═════ DATA TO PROCESS ═════
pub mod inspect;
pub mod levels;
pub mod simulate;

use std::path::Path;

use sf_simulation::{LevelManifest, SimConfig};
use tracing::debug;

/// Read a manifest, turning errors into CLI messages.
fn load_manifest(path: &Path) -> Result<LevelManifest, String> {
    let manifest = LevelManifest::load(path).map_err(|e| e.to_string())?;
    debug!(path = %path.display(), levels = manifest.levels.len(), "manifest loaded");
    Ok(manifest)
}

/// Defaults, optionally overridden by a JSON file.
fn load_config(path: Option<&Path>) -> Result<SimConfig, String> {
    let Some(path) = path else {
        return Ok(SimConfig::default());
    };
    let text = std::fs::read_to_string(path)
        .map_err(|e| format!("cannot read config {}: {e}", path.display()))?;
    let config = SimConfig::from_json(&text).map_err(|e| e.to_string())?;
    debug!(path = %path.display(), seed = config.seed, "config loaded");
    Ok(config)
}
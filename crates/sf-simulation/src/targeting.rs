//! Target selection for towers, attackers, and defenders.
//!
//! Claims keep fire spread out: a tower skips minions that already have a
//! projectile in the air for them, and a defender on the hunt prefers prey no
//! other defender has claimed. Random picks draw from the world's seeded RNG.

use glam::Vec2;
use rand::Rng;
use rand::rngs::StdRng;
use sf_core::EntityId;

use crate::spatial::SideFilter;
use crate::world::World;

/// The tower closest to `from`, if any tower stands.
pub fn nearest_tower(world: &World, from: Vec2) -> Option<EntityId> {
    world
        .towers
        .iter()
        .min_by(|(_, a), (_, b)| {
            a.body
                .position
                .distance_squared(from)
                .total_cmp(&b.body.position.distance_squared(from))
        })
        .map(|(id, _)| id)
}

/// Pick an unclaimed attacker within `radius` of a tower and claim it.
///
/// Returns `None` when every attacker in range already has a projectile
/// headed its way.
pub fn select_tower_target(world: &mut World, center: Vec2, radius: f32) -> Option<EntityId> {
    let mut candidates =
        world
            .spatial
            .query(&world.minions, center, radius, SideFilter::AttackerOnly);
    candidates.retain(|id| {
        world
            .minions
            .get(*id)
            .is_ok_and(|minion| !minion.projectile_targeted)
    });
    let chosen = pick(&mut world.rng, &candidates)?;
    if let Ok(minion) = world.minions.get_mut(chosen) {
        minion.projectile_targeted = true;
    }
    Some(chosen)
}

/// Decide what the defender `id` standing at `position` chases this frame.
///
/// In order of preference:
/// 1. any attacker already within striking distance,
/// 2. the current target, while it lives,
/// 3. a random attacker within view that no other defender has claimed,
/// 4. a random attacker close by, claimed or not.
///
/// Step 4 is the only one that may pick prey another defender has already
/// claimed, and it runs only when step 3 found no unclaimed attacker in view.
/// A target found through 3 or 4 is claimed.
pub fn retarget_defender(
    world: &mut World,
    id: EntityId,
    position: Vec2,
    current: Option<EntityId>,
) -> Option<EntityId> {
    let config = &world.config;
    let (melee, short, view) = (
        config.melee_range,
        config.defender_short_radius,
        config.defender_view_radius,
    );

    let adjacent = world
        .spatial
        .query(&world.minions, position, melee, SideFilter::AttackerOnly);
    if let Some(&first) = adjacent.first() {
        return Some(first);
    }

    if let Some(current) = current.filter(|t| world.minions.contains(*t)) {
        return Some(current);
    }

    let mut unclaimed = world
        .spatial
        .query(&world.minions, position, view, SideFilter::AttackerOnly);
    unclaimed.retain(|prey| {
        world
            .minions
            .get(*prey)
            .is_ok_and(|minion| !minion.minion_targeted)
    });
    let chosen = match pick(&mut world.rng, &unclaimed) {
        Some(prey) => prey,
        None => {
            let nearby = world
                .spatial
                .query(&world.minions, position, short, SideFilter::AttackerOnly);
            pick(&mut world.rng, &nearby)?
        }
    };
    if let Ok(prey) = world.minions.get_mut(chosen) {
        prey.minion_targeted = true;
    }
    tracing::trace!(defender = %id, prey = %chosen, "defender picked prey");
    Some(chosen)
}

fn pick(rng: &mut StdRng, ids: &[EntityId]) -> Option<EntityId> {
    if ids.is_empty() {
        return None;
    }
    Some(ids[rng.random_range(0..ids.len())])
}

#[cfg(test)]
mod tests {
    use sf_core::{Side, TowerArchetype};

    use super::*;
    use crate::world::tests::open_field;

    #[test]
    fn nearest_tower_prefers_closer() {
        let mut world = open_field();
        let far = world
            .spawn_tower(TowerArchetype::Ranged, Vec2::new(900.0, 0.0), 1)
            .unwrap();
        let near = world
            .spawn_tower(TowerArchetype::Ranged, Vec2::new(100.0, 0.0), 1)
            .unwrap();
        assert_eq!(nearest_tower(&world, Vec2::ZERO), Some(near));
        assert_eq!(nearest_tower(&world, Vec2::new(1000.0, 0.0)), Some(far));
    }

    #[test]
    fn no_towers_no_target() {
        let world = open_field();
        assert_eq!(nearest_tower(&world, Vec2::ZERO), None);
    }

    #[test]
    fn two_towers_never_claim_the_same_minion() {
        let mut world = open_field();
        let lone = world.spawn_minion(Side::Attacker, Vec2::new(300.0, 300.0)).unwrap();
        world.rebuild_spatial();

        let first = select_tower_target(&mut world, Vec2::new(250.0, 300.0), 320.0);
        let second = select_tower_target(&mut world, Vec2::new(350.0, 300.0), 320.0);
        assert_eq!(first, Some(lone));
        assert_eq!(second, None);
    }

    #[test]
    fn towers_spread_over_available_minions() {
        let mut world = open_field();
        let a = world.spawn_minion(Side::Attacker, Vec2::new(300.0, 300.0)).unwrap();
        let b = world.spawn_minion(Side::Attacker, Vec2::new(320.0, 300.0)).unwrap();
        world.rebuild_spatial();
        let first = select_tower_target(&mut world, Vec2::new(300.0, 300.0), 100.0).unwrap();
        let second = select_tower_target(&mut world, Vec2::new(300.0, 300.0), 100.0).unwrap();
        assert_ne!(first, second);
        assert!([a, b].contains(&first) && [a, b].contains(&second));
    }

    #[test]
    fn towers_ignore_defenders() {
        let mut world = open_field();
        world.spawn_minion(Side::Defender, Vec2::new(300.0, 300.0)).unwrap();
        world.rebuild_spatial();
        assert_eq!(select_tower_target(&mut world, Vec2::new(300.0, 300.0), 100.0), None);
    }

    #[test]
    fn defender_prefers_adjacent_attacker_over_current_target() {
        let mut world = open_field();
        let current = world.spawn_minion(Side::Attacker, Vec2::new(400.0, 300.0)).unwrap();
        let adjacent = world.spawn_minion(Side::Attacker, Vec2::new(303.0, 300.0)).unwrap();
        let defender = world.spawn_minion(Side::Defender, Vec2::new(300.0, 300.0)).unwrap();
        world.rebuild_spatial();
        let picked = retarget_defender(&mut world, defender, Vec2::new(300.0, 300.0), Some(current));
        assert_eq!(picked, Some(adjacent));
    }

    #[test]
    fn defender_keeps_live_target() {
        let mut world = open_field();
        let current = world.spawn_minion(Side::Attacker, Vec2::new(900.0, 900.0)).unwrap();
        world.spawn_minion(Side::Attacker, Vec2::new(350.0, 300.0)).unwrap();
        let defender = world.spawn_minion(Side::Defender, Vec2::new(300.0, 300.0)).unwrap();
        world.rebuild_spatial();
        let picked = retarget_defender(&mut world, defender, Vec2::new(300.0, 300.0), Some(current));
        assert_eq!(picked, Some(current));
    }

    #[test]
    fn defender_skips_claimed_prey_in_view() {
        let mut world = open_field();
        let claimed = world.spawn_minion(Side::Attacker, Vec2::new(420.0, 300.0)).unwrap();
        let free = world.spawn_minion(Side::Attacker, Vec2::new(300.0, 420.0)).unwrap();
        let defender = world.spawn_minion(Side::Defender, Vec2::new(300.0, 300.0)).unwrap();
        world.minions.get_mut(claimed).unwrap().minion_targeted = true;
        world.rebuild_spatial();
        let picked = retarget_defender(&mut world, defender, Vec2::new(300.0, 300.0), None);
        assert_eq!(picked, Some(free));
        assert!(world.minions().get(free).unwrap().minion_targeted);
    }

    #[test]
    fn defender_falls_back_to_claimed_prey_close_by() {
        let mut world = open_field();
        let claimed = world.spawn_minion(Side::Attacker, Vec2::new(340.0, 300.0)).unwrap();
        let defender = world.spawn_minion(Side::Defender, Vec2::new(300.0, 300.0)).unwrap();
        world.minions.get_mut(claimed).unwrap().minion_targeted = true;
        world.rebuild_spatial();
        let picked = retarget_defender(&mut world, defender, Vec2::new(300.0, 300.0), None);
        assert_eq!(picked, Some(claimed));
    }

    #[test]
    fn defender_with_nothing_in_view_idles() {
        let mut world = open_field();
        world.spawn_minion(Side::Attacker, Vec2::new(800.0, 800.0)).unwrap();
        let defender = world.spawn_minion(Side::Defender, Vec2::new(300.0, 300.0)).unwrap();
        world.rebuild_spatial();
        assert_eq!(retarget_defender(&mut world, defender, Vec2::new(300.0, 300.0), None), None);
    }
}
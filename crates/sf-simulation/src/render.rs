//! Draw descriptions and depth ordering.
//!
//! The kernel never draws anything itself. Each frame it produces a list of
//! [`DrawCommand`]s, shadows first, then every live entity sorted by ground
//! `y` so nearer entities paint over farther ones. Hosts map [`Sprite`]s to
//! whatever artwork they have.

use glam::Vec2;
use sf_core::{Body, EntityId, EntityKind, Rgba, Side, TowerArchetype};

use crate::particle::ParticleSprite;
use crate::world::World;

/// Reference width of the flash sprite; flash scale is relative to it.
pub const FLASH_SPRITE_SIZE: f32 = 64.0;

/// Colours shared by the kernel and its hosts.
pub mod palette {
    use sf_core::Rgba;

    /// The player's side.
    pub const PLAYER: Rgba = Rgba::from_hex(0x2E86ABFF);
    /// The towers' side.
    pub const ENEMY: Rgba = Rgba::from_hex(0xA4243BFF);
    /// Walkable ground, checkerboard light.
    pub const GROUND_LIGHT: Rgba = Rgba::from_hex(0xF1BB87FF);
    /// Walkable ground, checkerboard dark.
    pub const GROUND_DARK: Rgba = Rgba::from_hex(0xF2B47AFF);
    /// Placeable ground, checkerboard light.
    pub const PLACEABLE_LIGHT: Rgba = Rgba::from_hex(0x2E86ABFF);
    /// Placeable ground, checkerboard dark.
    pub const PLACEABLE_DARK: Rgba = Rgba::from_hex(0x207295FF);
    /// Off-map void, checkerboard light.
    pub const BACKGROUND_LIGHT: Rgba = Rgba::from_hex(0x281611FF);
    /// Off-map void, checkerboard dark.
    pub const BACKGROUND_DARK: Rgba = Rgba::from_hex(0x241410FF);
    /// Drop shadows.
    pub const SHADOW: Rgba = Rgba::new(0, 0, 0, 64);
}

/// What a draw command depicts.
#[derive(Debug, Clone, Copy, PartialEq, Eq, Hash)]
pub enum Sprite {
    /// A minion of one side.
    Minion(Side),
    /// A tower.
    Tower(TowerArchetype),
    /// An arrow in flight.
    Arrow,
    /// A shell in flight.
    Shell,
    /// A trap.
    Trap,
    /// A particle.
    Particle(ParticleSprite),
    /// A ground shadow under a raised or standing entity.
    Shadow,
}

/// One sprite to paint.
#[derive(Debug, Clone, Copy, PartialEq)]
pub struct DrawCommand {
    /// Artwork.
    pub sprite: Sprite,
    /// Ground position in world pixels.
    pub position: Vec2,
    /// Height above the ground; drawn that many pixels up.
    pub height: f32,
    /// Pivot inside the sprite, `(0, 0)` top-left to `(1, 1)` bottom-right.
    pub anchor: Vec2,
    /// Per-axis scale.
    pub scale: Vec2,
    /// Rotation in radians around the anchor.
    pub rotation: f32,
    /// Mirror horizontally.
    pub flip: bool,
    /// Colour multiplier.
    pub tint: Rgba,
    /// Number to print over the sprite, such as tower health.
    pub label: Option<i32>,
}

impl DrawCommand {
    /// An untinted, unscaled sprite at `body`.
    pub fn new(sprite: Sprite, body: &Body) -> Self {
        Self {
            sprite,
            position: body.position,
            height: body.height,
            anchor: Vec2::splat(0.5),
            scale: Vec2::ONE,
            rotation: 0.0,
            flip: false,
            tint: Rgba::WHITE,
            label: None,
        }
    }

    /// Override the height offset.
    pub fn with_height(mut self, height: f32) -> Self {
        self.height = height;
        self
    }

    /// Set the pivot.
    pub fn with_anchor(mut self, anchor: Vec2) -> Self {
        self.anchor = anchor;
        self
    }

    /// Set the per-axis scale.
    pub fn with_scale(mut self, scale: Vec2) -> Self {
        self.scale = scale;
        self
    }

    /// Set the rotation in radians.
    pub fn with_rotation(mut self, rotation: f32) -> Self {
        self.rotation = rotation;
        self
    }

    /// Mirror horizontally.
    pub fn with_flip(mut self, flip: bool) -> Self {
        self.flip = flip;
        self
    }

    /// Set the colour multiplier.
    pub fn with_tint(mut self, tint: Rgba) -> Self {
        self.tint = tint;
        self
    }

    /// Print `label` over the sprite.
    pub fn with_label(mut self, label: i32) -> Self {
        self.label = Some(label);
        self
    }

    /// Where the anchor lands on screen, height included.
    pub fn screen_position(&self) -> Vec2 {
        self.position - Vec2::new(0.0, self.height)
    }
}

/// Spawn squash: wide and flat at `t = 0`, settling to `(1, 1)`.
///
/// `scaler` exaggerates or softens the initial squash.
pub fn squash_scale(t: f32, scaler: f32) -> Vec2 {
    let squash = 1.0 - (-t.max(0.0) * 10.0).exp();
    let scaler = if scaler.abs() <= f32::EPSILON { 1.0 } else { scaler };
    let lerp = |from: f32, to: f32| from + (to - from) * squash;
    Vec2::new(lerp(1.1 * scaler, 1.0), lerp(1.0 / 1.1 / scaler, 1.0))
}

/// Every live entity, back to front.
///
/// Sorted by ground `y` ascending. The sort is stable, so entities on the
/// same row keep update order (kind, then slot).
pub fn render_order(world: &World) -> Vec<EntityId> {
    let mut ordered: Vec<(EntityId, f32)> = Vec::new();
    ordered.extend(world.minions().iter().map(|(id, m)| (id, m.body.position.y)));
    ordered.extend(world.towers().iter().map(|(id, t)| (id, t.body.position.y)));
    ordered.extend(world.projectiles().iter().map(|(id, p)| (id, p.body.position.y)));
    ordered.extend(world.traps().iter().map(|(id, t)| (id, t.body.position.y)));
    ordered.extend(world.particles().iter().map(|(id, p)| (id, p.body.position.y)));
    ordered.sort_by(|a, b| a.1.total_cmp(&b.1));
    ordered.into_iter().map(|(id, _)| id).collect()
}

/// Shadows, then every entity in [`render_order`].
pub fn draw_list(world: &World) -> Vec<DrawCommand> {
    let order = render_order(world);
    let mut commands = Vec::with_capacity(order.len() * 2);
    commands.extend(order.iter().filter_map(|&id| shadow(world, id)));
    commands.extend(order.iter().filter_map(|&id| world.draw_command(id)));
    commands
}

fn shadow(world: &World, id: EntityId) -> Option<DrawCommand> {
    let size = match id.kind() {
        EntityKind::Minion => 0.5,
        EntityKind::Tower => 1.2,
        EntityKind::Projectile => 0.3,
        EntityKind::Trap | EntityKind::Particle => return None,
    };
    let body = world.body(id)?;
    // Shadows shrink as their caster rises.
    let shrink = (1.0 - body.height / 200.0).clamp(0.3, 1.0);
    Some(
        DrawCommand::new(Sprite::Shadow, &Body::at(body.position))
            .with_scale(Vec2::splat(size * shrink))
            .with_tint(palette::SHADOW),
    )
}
═════
*EXERCISE AIM*
Return exactly, and only, the lines from the start of the listing through the line with "let manifest = LevelManifest::load(path).map_err(|e|".

*FINISHED EXERCISE*
pub mod inspect;
pub mod levels;
pub mod simulate;

use std::path::Path;

use sf_simulation::{LevelManifest, SimConfig};
use tracing::debug;

/// Read a manifest, turning errors into CLI messages.
fn load_manifest(path: &Path) -> Result<LevelManifest, String> {
    let manifest = LevelManifest::load(path).map_err(|e| e.to_string())?;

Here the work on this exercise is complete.